3.5. Summary of Requirements
(1)The office group generally had health problems, especially some subhealth problems. Their understanding of cervical spondylosis and lumbar spondylosis was not very accurate.(2)Users needed accurate fitness action guidance, appropriate fitness equipment design, reasonable fitness time settings, and interesting fitness game content.(3)This group had less time for fitness, and the time is not concentrated, so it was not suitable for going to the gym for systematic training.(4)The main fitness methods of the surveyed users were running, exercising with simple fitness equipment at home, etc.(5)In terms of whether it is acceptable to join the virtual reality technology, most people were acceptable and interested in it, which proved that the research on this topic was feasible and had market prospects.
4. Conclusions
With the development of science and technology and the concept of “national fitness,” more and more people begin to pay attention to their own health. People are no longer satisfied with the traditional fitness model, and the addition of high-tech and virtual reality technology makes exercise no longer boring.
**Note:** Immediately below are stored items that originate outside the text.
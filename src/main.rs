use clap::{Parser, Subcommand};
use quote_forge::cli::{self, GenerateArgs};
use quote_forge::schema::SchemaVariant;
use quote_forge::types::ReportKind;
use std::path::PathBuf;

#[derive(Parser)]
#[command(name = "quote-forge")]
#[command(about = "Quote-line CSV to Excel pricing workbook")]
#[command(long_about = "Quote Forge - pricing workbooks from quote exports

Reads a quote-line CSV (SAP positional export or named-header export),
cleans the currency and percent columns, and writes an .xlsx workbook
whose cost, price and margin columns are live Excel formulas.

REPORTS:
  standard   - Total Cost / Total Price per line, Ext Cost, Ext Price, GM
  inflation  - compounded future cost/price columns driven by the
               Periods and Rate cells in the title band (the SAP
               schema also keeps the Total columns and Today's GM)

COMMANDS:
  generate   - Write the workbook
  preview    - Show the normalized table
  layout     - Show where every column and formula lands

EXAMPLES:
  quote-forge generate quotes.csv -t \"Acme renewal\" -o acme
  quote-forge generate sap.csv -s sap -r inflation --periods 3 --rate 0.04 -t Q3 -o q3
  quote-forge layout quotes.csv -r inflation")]
#[command(version)]
struct Cli {
    #[command(subcommand)]
    command: Commands,
}

#[derive(Subcommand)]
enum Commands {
    #[command(long_about = "Generate a pricing workbook.

The workbook has a pricing sheet (title, parameters, aggregates, header,
data rows and formula columns) and a blank summary sheet.

Nothing is written unless the whole run succeeds: invalid parameters,
a schema mismatch or an unreadable number all abort before the file
is created. Every invalid parameter is reported at once.

STYLE:
  --style points at a YAML file overriding fills, number formats and
  gridlines, for example:

    band_fill: \"#CCECFF\"
    summary_fill: \"#DDD9C4\"
    currency_format: \"$#,##0.00\"
    percent_format: \"0%\"
    hide_gridlines: true")]
    /// Generate the pricing workbook
    Generate {
        /// Quote-line CSV file
        input: PathBuf,

        /// Title written at the top of the pricing sheet
        #[arg(short, long)]
        title: String,

        /// Output file name (.xlsx is appended when missing)
        #[arg(short, long)]
        output: String,

        /// Directory the workbook is written to
        #[arg(short, long, default_value = ".")]
        dir: PathBuf,

        /// Input schema
        #[arg(short, long, value_enum, env = "QUOTE_FORGE_SCHEMA", default_value = "named")]
        schema: SchemaVariant,

        /// Report kind
        #[arg(short, long, value_enum, default_value = "standard")]
        report: ReportKind,

        /// Compounding periods (inflation report)
        #[arg(long)]
        periods: Option<String>,

        /// Per-period rate as a decimal, e.g. 0.04 (inflation report)
        #[arg(long)]
        rate: Option<String>,

        /// YAML style overrides
        #[arg(long, env = "QUOTE_FORGE_STYLE")]
        style: Option<PathBuf>,

        /// Show verbose output
        #[arg(short, long)]
        verbose: bool,
    },

    /// Show the normalized quote table
    Preview {
        /// Quote-line CSV file
        input: PathBuf,

        /// Input schema
        #[arg(short, long, value_enum, env = "QUOTE_FORGE_SCHEMA", default_value = "named")]
        schema: SchemaVariant,

        /// Number of rows to show
        #[arg(short = 'n', long, default_value_t = 10)]
        rows: usize,
    },

    /// Show column letters, first-row formulas and aggregate cells
    Layout {
        /// Quote-line CSV file
        input: PathBuf,

        /// Input schema
        #[arg(short, long, value_enum, env = "QUOTE_FORGE_SCHEMA", default_value = "named")]
        schema: SchemaVariant,

        /// Report kind
        #[arg(short, long, value_enum, default_value = "standard")]
        report: ReportKind,
    },
}

fn init_tracing(verbose: bool) {
    let default = if verbose { "quote_forge=debug" } else { "quote_forge=warn" };
    tracing_subscriber::fmt()
        .with_writer(std::io::stderr)
        .with_env_filter(
            tracing_subscriber::EnvFilter::try_from_default_env()
                .unwrap_or_else(|_| default.into()),
        )
        .init();
}

fn main() -> anyhow::Result<()> {
    let cli = Cli::parse();

    match cli.command {
        Commands::Generate {
            input,
            title,
            output,
            dir,
            schema,
            report,
            periods,
            rate,
            style,
            verbose,
        } => {
            init_tracing(verbose);
            cli::generate(GenerateArgs {
                input,
                title,
                output,
                dir,
                schema,
                report,
                periods,
                rate,
                style,
                verbose,
            })?;
        }

        Commands::Preview {
            input,
            schema,
            rows,
        } => {
            init_tracing(false);
            cli::preview(input, schema, rows)?;
        }

        Commands::Layout {
            input,
            schema,
            report,
        } => {
            init_tracing(false);
            cli::layout(input, schema, report)?;
        }
    }
    Ok(())
}
//! Report parameter validation
//!
//! Checks title, filename and the inflation inputs before anything is
//! generated. All problems are collected so the caller can report every
//! invalid field at once.

use crate::types::ReportKind;
use std::fmt;

/// Parameters as typed by the user
#[derive(Debug, Clone, Default)]
pub struct RawParams {
    pub title: String,
    pub filename: String,
    pub periods: Option<String>,
    pub rate: Option<String>,
}

/// Compounding inputs for the inflation report
#[derive(Debug, Clone, Copy, PartialEq)]
pub struct Inflation {
    pub periods: u32,
    pub rate: f64,
}

/// Validated parameters
#[derive(Debug, Clone, PartialEq)]
pub struct ReportParams {
    pub title: String,
    /// Always ends in `.xlsx`
    pub filename: String,
    pub report: ReportKind,
    /// Present exactly when `report` is `Inflation`
    pub inflation: Option<Inflation>,
}

#[derive(Debug, Clone, PartialEq, Eq)]
pub struct ParamError {
    pub field: &'static str,
    pub message: String,
}

impl ParamError {
    fn new(field: &'static str, message: impl Into<String>) -> Self {
        Self {
            field,
            message: message.into(),
        }
    }
}

impl fmt::Display for ParamError {
    fn fmt(&self, f: &mut fmt::Formatter<'_>) -> fmt::Result {
        write!(f, "{}: {}", self.field, self.message)
    }
}

/// Every invalid field found in one validation pass
#[derive(Debug, Clone, PartialEq, Eq)]
pub struct ParamErrors(pub Vec<ParamError>);

impl ParamErrors {
    pub fn fields(&self) -> Vec<&'static str> {
        self.0.iter().map(|e| e.field).collect()
    }
}

impl fmt::Display for ParamErrors {
    fn fmt(&self, f: &mut fmt::Formatter<'_>) -> fmt::Result {
        let lines: Vec<String> = self.0.iter().map(ToString::to_string).collect();
        f.write_str(&lines.join("\n"))
    }
}

impl RawParams {
    pub fn validate(&self, report: ReportKind) -> Result<ReportParams, ParamErrors> {
        let mut errors = Vec::new();

        let title = self.title.trim();
        if title.is_empty() {
            errors.push(ParamError::new("title", "must not be empty"));
        }

        let filename = match validate_filename(&self.filename) {
            Ok(name) => name,
            Err(e) => {
                errors.push(e);
                String::new()
            }
        };

        let inflation = match report {
            ReportKind::Standard => None,
            ReportKind::Inflation => {
                let periods = parse_periods(self.periods.as_deref()).map_err(|e| errors.push(e));
                let rate = parse_rate(self.rate.as_deref()).map_err(|e| errors.push(e));
                match (periods, rate) {
                    (Ok(periods), Ok(rate)) => Some(Inflation { periods, rate }),
                    _ => None,
                }
            }
        };

        if !errors.is_empty() {
            return Err(ParamErrors(errors));
        }
        Ok(ReportParams {
            title: title.to_string(),
            filename,
            report,
            inflation,
        })
    }
}

fn validate_filename(raw: &str) -> Result<String, ParamError> {
    let name = raw.trim();
    if name.is_empty() {
        return Err(ParamError::new("filename", "must not be empty"));
    }
    if name.contains(['/', '\\']) {
        return Err(ParamError::new(
            "filename",
            "must be a file name, not a path (use --dir for the output directory)",
        ));
    }
    if !name.to_ascii_lowercase().ends_with(".xlsx") {
        return Ok(format!("{}.xlsx", name));
    }
    let stem = &name[..name.len() - ".xlsx".len()];
    if stem.trim().is_empty() {
        return Err(ParamError::new("filename", "needs a name before .xlsx"));
    }
    Ok(name.to_string())
}

/// Whole number of compounding periods, zero allowed
pub fn parse_periods(raw: Option<&str>) -> Result<u32, ParamError> {
    let raw = raw.map(str::trim).unwrap_or("");
    if raw.is_empty() {
        return Err(ParamError::new("periods", "is required for the inflation report"));
    }
    let value: i64 = raw
        .parse()
        .map_err(|_| ParamError::new("periods", format!("must be a whole number, got '{}'", raw)))?;
    u32::try_from(value)
        .map_err(|_| ParamError::new("periods", format!("must not be negative, got {}", value)))
}

/// Decimal rate strictly between 0 and 1, written with a decimal point
pub fn parse_rate(raw: Option<&str>) -> Result<f64, ParamError> {
    let raw = raw.map(str::trim).unwrap_or("");
    if raw.is_empty() {
        return Err(ParamError::new("rate", "is required for the inflation report"));
    }
    if !raw.contains('.') {
        return Err(ParamError::new(
            "rate",
            "must be a decimal (e.g. 0.04 for 4%), whole numbers are not allowed",
        ));
    }
    let value: f64 = raw.parse().map_err(|_| {
        ParamError::new(
            "rate",
            format!("must be a valid decimal number (e.g. 0.04 for 4%), got '{}'", raw),
        )
    })?;
    if value > 0.0 && value < 1.0 {
        Ok(value)
    } else {
        Err(ParamError::new("rate", "must be between 0 and 1 (exclusive)"))
    }
}

#[cfg(test)]
mod tests {
    use super::*;

    fn raw(title: &str, filename: &str, periods: Option<&str>, rate: Option<&str>) -> RawParams {
        RawParams {
            title: title.to_string(),
            filename: filename.to_string(),
            periods: periods.map(str::to_string),
            rate: rate.map(str::to_string),
        }
    }

    #[test]
    fn test_standard_ok_appends_extension() {
        let params = raw(" Q3 Bid ", "acme", None, None)
            .validate(ReportKind::Standard)
            .unwrap();
        assert_eq!(params.title, "Q3 Bid");
        assert_eq!(params.filename, "acme.xlsx");
        assert!(params.inflation.is_none());
    }

    #[test]
    fn test_existing_extension_kept() {
        let params = raw("t", "acme.XLSX", None, None)
            .validate(ReportKind::Standard)
            .unwrap();
        assert_eq!(params.filename, "acme.XLSX");
    }

    #[test]
    fn test_extension_without_stem_rejected() {
        for name in [".xlsx", " .XLSX", "  .xlsx"] {
            let errors = raw("t", name, None, None)
                .validate(ReportKind::Standard)
                .unwrap_err();
            assert_eq!(errors.fields(), vec!["filename"]);
        }
    }

    #[test]
    fn test_empty_title_and_filename_withheld() {
        let errors = raw("   ", "", None, None)
            .validate(ReportKind::Standard)
            .unwrap_err();
        assert_eq!(errors.fields(), vec!["title", "filename"]);
    }

    #[test]
    fn test_path_in_filename_rejected() {
        let errors = raw("t", "../out", None, None)
            .validate(ReportKind::Standard)
            .unwrap_err();
        assert_eq!(errors.fields(), vec!["filename"]);
    }

    #[test]
    fn test_inflation_ok() {
        let params = raw("t", "f", Some("3"), Some("0.04"))
            .validate(ReportKind::Inflation)
            .unwrap();
        assert_eq!(params.inflation, Some(Inflation { periods: 3, rate: 0.04 }));
    }

    #[test]
    fn test_rate_without_decimal_point_rejected() {
        let err = parse_rate(Some("5")).unwrap_err();
        assert!(err.message.contains("whole numbers are not allowed"));
    }

    #[test]
    fn test_rate_out_of_range_rejected() {
        for rate in ["1.5", "1.0", "0.0", "-0.5"] {
            let err = parse_rate(Some(rate)).unwrap_err();
            assert!(err.message.contains("between 0 and 1"), "{rate}");
        }
    }

    #[test]
    fn test_rate_garbage_rejected() {
        let err = parse_rate(Some("0.0.4")).unwrap_err();
        assert!(err.message.contains("valid decimal"));
    }

    #[test]
    fn test_periods_must_be_integer() {
        assert!(parse_periods(Some("abc")).is_err());
        assert!(parse_periods(Some("2.5")).is_err());
        assert!(parse_periods(Some("-1")).is_err());
        assert_eq!(parse_periods(Some(" 0 ")).unwrap(), 0);
        assert_eq!(parse_periods(Some("12")).unwrap(), 12);
    }

    #[test]
    fn test_inflation_reports_all_bad_fields() {
        let errors = raw("", "f", Some("abc"), Some("5"))
            .validate(ReportKind::Inflation)
            .unwrap_err();
        assert_eq!(errors.fields(), vec!["title", "periods", "rate"]);
        assert!(errors.to_string().contains("periods: must be a whole number"));
    }

    #[test]
    fn test_inflation_requires_both_inputs() {
        let errors = raw("t", "f", None, None)
            .validate(ReportKind::Inflation)
            .unwrap_err();
        assert_eq!(errors.fields(), vec!["periods", "rate"]);
    }

    #[test]
    fn test_standard_ignores_inflation_inputs() {
        let params = raw("t", "f", Some("abc"), Some("5"))
            .validate(ReportKind::Standard)
            .unwrap();
        assert!(params.inflation.is_none());
    }
}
The progress of society has made most people become office workers, and they do not need to go out to do some physical work, but the long-term desk work that follows has also affected the health of office workers. Therefore, it is necessary and promising to design a virtual fitness product that integrates entertainment and fitness. This paper takes Kinect virtual technology as the technical support and the office family as the target group, summarizing the research status at home and abroad through literature reading, in order to study the characteristics of the target users. Then, with the help of user interviews, questionnaires, field research, and network research, the user’s needs and design points are summarized. Finally, through the design practice, the validity of the subject research is illustrated, and the subsequent research on the home fitness products of office family provides a reference. However, due to personal knowledge, time, energy, and other reasons, the research still has shortcomings. As virtual reality technology is more and more understood by people, it is believed that this technology will be applied to more fitness products in the future, enriching the types of fitness products, which will help people to better exercise and maintain their health.
Data Availability
The data used to support the findings of this study are available from the corresponding author upon request.
Conflicts of Interest
The authors declare that they have no conflicts of interest.